Your answer is to be every line of the material that includes the string "return".
** Opening Supplied entries block **
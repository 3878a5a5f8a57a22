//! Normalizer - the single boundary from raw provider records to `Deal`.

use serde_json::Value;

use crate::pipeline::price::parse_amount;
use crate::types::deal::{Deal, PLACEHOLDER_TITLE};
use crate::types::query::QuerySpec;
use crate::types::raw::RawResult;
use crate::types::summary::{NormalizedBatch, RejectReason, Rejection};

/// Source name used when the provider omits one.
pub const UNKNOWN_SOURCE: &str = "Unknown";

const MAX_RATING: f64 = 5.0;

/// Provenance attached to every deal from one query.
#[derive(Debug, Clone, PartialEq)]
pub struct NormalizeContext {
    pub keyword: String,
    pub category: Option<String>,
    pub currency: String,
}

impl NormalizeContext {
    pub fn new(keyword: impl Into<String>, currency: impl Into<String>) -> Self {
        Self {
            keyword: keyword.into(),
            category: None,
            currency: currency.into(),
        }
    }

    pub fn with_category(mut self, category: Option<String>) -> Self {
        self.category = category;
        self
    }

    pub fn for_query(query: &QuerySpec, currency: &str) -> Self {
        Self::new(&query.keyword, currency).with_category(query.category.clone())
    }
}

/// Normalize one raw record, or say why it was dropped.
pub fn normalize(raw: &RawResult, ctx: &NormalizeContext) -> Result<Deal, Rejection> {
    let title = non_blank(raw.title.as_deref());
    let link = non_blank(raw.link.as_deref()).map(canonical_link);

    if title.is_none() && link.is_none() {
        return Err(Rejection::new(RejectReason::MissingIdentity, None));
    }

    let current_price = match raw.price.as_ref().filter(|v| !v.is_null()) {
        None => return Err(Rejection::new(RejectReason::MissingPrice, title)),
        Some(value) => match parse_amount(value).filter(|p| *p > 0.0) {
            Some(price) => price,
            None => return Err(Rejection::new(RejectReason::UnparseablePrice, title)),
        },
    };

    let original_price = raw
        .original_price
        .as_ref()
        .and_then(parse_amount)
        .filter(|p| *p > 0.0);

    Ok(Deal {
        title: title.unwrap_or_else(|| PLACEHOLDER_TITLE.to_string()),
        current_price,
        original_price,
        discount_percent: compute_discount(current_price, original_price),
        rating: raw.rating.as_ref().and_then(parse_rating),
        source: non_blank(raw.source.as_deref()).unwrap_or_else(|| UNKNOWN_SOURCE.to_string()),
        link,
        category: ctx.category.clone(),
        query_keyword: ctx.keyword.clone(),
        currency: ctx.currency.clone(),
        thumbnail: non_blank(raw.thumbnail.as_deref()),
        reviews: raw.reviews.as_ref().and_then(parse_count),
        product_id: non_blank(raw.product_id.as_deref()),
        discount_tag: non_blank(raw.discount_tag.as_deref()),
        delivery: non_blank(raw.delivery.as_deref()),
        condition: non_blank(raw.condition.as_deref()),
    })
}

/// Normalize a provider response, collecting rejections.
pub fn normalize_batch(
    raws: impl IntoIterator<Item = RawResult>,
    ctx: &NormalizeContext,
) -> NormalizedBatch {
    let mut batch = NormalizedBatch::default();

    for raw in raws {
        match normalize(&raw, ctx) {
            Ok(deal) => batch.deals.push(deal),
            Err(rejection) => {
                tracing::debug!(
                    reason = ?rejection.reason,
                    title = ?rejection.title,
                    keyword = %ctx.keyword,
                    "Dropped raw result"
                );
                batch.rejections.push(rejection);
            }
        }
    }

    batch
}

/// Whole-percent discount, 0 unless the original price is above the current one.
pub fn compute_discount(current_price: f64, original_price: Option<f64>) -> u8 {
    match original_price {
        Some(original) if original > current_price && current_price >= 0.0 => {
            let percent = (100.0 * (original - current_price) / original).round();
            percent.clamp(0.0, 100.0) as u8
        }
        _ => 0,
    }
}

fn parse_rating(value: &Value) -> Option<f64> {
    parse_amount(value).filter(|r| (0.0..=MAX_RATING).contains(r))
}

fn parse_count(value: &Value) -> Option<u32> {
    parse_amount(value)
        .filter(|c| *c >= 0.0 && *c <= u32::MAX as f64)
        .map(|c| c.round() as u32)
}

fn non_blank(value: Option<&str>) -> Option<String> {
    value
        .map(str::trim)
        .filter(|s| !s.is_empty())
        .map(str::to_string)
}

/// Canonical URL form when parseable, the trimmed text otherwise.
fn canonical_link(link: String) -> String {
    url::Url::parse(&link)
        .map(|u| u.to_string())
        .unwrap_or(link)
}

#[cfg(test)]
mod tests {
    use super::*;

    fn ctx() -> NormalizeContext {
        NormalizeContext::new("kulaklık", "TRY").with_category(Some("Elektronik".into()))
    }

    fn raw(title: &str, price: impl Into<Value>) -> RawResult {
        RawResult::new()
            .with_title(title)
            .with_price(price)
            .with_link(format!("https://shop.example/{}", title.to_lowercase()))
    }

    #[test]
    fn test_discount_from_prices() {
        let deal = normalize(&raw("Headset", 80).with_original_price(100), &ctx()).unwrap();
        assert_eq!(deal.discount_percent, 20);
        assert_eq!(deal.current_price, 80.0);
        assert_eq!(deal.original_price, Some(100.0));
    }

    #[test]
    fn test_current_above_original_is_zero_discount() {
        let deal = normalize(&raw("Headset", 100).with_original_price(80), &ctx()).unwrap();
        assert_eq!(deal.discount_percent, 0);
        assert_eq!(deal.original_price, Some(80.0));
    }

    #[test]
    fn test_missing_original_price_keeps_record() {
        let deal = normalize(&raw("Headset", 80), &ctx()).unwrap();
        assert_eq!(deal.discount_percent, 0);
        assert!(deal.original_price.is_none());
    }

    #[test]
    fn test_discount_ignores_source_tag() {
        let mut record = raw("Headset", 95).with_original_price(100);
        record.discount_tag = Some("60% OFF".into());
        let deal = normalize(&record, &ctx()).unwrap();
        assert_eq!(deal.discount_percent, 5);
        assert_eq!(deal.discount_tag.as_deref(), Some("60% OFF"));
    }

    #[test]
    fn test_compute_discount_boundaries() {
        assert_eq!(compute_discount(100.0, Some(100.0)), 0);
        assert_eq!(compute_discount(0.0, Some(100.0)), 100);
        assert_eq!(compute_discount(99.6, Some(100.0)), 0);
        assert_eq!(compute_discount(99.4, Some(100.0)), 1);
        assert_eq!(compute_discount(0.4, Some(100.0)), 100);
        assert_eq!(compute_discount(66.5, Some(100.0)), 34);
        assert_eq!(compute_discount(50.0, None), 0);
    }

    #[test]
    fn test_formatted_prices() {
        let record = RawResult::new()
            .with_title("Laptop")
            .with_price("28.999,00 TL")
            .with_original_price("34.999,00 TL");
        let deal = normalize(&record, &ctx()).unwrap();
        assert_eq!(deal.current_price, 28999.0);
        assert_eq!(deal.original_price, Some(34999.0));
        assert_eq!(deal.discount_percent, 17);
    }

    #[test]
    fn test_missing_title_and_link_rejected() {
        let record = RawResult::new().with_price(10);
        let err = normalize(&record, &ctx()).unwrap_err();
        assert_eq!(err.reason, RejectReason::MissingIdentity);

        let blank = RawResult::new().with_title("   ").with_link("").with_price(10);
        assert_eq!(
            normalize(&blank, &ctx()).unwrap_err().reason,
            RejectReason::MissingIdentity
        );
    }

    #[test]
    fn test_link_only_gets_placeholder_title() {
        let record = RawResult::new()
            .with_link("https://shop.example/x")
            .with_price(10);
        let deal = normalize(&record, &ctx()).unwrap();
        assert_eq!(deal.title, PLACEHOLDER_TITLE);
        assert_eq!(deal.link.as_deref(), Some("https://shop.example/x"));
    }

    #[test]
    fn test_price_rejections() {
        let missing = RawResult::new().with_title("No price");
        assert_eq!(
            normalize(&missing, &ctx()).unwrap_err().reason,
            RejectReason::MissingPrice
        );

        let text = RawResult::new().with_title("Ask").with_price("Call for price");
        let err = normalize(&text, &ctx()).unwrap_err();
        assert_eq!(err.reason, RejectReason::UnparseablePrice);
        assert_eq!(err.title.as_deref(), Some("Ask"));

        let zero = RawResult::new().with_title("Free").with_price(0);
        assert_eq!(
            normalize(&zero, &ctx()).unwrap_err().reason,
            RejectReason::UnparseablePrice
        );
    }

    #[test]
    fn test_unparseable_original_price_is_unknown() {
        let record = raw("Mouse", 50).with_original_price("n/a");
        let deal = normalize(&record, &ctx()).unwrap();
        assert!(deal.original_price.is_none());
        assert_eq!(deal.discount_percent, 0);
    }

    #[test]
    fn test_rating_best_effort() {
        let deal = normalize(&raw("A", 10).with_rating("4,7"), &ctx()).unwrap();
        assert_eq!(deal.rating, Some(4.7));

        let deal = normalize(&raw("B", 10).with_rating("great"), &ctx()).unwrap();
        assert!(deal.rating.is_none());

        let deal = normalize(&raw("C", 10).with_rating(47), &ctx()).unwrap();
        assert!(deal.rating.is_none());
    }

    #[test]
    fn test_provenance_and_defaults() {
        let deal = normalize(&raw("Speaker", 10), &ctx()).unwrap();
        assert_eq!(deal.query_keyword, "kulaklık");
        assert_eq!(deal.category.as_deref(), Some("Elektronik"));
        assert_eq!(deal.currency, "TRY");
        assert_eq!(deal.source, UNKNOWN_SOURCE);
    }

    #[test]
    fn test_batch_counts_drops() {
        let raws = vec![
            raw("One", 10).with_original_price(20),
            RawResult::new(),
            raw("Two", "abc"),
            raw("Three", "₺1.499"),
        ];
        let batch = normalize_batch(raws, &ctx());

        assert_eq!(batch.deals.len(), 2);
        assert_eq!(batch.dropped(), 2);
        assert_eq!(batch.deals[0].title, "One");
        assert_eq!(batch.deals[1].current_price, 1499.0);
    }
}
** Closing Supplied entries block **
Answer to the problem:
        return Err(Rejection::new(RejectReason::MissingIdentity, None));
        None => return Err(Rejection::new(RejectReason::MissingPrice, title)),
            None => return Err(Rejection::new(RejectReason::UnparseablePrice, title)),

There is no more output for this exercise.